Il gruppo ha anche richiamato l’attenzione su quello che considera uno squilibrio nelle regole. SIBA ha detto che gli sviluppatori che investono £500.000 in un apart-hotel di 10 camere al piano superiore possono ottenere una licenza che consente loro di gestire un pub al piano terra al di fuori del Surrender Principle. Un birrificio che investe £1 milione nella produzione locale, al contrario, deve comunque cercare di ottenere una licenza attraverso il sistema di rinuncia.

Questa differenza è diventata uno degli argomenti centrali della campagna dei birrai. Dicono che l’attuale quadro favorisca lo sviluppo immobiliare rispetto alla produzione locale di bevande e impedisca ai birrifici di costruire un rapporto diretto con i consumatori. Per il settore della birra, questo conta oltre il dibattito sulle licenze di una singola regione. Un accesso più facile alle licenze può determinare chi ottiene spazio sugli scaffali e alla spina, se i marchi locali sopravvivono e quanta scelta abbiano i consumatori sul mercato. Se le regole dell’Irlanda del Nord venissero modificate, ciò potrebbe cambiare la concorrenza per i produttori indipendenti di birra ed espandere la presenza di birra prodotta localmente nei pub e negli spazi di mescita.

Il confronto con la Gran Bretagna è uno dei principali argomenti dei birrai. In Inghilterra, Scozia e Galles, i piccoli birrifici possono presentare direttamente domanda per una licenza dei locali. SIBA ha detto che ciò ha aiutato il 46% dei birrai indipendenti in Gran Bretagna a gestire sale di mescita, offrendo loro un punto vendita diretto e una fonte di reddito aggiuntiva in un momento in cui i margini sono sotto pressione in tutto il settore dell’ospitalità.

William Mayne, amministratore delegato di Bullhouse Brewery, ha detto che l’attuale sistema ha creato una situazione in cui i consumatori locali possono avere più facilità a trovare birra dell’Irlanda del Nord in città come Londra o Manchester che a Belfast o Newtownards. «I consumatori ci rimettono, i pub locali non possono rifornirsi di prodotti locali e i piccoli produttori vengono spinti al limite», ha detto in una dichiarazione diffusa da SIBA. Ha aggiunto che, mentre gli sviluppatori alberghieri possono ottenere accesso alle licenze, «i produttori locali restano esclusi».

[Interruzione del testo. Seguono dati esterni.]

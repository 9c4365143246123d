//! Task type: the account's catalog of task kinds.

use sea_orm::entity::prelude::*;
use serde::{Deserialize, Serialize};

#[derive(Clone, Debug, PartialEq, Eq, DeriveEntityModel, Serialize, Deserialize)]
#[sea_orm(table_name = "task_types")]
pub struct Model {
    /// Source-system id; never regenerated locally.
    #[sea_orm(primary_key, auto_increment = false)]
    pub id: i64,

    pub name: String,
    pub color: String,
    pub icon_id: i64,

    // ─── Mirror bookkeeping ─────────────────────────────────────────
    #[sea_orm(column_type = "Text")]
    pub raw: String,
    pub fingerprint: String,
    pub checked_at: DateTimeUtc,
}

#[derive(Copy, Clone, Debug, EnumIter, DeriveRelation)]
pub enum Relation {}

impl ActiveModelBehavior for ActiveModel {}
//! Pipeline persistence. Small catalog table, always fully refreshed.

use std::collections::HashMap;

use sea_orm::sea_query::OnConflict;
use sea_orm::{ColumnTrait, DatabaseConnection, EntityTrait, QueryFilter, QuerySelect, Set};

use crate::entity::pipeline::{ActiveModel, Column, Entity as Pipeline, Model};

use super::{insert_chunk_with_retry, Result};

fn upsert_on_conflict() -> OnConflict {
    OnConflict::column(Column::Id)
        .update_columns([
            Column::Name,
            Column::Sort,
            Column::IsMain,
            Column::Statuses,
            Column::Raw,
            Column::Fingerprint,
            Column::CheckedAt,
        ])
        .to_owned()
}

fn into_active(model: Model) -> ActiveModel {
    ActiveModel {
        id: Set(model.id),
        name: Set(model.name),
        sort: Set(model.sort),
        is_main: Set(model.is_main),
        statuses: Set(model.statuses),
        raw: Set(model.raw),
        fingerprint: Set(model.fingerprint),
        checked_at: Set(model.checked_at),
    }
}

/// Upsert a batch keyed on the source id, chunked at `chunk_size`.
pub async fn bulk_upsert(
    db: &DatabaseConnection,
    models: Vec<Model>,
    chunk_size: usize,
) -> Result<u64> {
    if models.is_empty() {
        return Ok(0);
    }
    let mut written = 0;
    for chunk in models.chunks(chunk_size.max(1)) {
        let active: Vec<ActiveModel> = chunk.iter().cloned().map(into_active).collect();
        written += insert_chunk_with_retry(db, active, upsert_on_conflict(), "pipelines").await?;
    }
    Ok(written)
}

/// Stored fingerprints for the given ids.
pub async fn fingerprints(
    db: &DatabaseConnection,
    ids: &[i64],
) -> Result<HashMap<i64, String>> {
    if ids.is_empty() {
        return Ok(HashMap::new());
    }
    let rows: Vec<(i64, String)> = Pipeline::find()
        .select_only()
        .column(Column::Id)
        .column(Column::Fingerprint)
        .filter(Column::Id.is_in(ids.iter().copied()))
        .into_tuple()
        .all(db)
        .await?;
    Ok(rows.into_iter().collect())
}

Mayne ha detto che i legislatori a Westminster hanno potuto assaggiare birre dell’Irlanda del Nord durante la visita, un dettaglio che ha sottolineato il messaggio dei birrai. «È più facile servire la nostra birra nel Palazzo di Westminster che in un pub della mia città, Newtownards», ha detto.

I birrai hanno usato la visita per chiedere ai membri del Parlamento e al ministro dell’Irlanda del Nord competente per la questione di sostenere quella che hanno descritto come un’urgente riforma delle licenze. La loro battaglia non riguarda solo l’accesso al mercato, ma anche se un piccolo settore brassicolo possa continuare a esistere in un luogo in cui produrre birra non garantisce un percorso verso i consumatori locali. Per i birrifici indipendenti, la battaglia sulle licenze è anche una battaglia su se gli investimenti nella birra possano tradursi in vendite locali, posti di lavoro locali e in una presenza più forte della birra regionale nei pub dell’Irlanda del Nord.